== Data provided
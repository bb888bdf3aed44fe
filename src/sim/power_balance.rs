//! Site energy balance and grid exchange.

/// Grid exchange resulting from one signed balance.
#[derive(Debug, Clone, Copy, PartialEq)]
pub struct GridExchange {
    /// Generation minus demand (kW).
    pub balance_kw: f32,
    /// Power drawn from the grid (kW, >= 0).
    pub import_kw: f32,
    /// Power exported to the grid (kW, >= 0).
    pub export_kw: f32,
}

/// Splits `generation - load` into grid import and export.
///
/// Import and export come from a single signed balance, so at most one of
/// them is positive.
///
/// # Arguments
///
/// * `generation_kw` - Total renewable generation (kW)
/// * `load_kw` - Site demand (kW)
pub fn grid_exchange(generation_kw: f32, load_kw: f32) -> GridExchange {
    let balance_kw = generation_kw - load_kw;
    GridExchange {
        balance_kw,
        import_kw: if balance_kw < 0.0 { -balance_kw } else { 0.0 },
        export_kw: if balance_kw > 0.0 { balance_kw } else { 0.0 },
    }
}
====
Word for word, repeat the lines from the one holding "one signed balance." through the last line of the entries, both included.

[Output for this task]
/// Grid exchange resulting from one signed balance.
#[derive(Debug, Clone, Copy, PartialEq)]
pub struct GridExchange {
    /// Generation minus demand (kW).
    pub balance_kw: f32,
    /// Power drawn from the grid (kW, >= 0).
    pub import_kw: f32,
    /// Power exported to the grid (kW, >= 0).
    pub export_kw: f32,
}

/// Splits `generation - load` into grid import and export.
///
/// Import and export come from a single signed balance, so at most one of
/// them is positive.
///
/// # Arguments
///
/// * `generation_kw` - Total renewable generation (kW)
/// * `load_kw` - Site demand (kW)
pub fn grid_exchange(generation_kw: f32, load_kw: f32) -> GridExchange {
    let balance_kw = generation_kw - load_kw;
    GridExchange {
        balance_kw,
        import_kw: if balance_kw < 0.0 { -balance_kw } else { 0.0 },
        export_kw: if balance_kw > 0.0 { balance_kw } else { 0.0 },
    }
}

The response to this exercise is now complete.